[Saved entries]

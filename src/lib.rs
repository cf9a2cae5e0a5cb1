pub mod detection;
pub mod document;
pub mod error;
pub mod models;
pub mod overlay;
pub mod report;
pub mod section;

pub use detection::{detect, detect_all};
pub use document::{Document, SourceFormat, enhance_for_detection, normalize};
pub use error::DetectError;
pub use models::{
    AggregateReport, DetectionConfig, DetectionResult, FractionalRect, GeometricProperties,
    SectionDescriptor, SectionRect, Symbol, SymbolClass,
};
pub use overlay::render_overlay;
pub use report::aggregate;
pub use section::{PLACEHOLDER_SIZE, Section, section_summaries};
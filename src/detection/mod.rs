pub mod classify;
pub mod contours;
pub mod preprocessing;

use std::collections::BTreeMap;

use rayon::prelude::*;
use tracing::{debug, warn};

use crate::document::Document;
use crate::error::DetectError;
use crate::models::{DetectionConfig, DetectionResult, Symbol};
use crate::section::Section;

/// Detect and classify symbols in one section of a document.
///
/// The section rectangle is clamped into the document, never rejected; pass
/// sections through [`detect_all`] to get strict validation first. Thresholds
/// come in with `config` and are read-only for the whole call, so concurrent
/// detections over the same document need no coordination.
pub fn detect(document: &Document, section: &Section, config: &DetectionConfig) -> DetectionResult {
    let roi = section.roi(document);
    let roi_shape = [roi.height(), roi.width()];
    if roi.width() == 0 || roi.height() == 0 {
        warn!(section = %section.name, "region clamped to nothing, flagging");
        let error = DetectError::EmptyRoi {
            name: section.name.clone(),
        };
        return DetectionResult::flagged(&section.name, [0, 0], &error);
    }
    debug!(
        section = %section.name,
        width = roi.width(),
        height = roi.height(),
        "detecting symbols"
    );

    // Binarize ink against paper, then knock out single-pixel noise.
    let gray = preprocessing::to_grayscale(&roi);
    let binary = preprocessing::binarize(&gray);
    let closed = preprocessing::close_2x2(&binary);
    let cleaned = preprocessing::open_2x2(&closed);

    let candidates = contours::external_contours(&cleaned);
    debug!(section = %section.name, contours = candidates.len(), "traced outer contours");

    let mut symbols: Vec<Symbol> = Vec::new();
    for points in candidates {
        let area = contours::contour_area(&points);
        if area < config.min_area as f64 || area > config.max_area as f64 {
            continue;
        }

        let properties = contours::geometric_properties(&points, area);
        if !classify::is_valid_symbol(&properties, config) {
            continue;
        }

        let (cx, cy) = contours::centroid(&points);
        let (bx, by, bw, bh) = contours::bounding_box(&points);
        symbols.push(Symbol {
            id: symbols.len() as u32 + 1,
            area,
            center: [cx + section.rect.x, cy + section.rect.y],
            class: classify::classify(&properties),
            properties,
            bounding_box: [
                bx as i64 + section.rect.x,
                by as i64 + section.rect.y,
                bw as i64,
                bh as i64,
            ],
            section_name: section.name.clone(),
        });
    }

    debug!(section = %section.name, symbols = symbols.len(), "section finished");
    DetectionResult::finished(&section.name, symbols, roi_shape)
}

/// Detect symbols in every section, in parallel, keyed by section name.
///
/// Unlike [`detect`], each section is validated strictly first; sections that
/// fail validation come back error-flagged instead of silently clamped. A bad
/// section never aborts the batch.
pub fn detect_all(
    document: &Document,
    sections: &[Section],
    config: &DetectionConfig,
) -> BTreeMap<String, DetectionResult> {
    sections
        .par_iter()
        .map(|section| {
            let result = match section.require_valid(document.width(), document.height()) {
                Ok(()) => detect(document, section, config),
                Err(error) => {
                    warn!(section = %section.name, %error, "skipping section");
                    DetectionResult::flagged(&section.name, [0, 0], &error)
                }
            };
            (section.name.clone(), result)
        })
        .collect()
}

__Problem description__
Copy out the lines above that hold the string "DetectionResult".

__Answer to this task__
    AggregateReport, DetectionConfig, DetectionResult, FractionalRect, GeometricProperties,
use crate::models::{DetectionConfig, DetectionResult, Symbol};
pub fn detect(document: &Document, section: &Section, config: &DetectionConfig) -> DetectionResult {
        return DetectionResult::flagged(&section.name, [0, 0], &error);
    DetectionResult::finished(&section.name, symbols, roi_shape)
) -> BTreeMap<String, DetectionResult> {
                    DetectionResult::flagged(&section.name, [0, 0], &error)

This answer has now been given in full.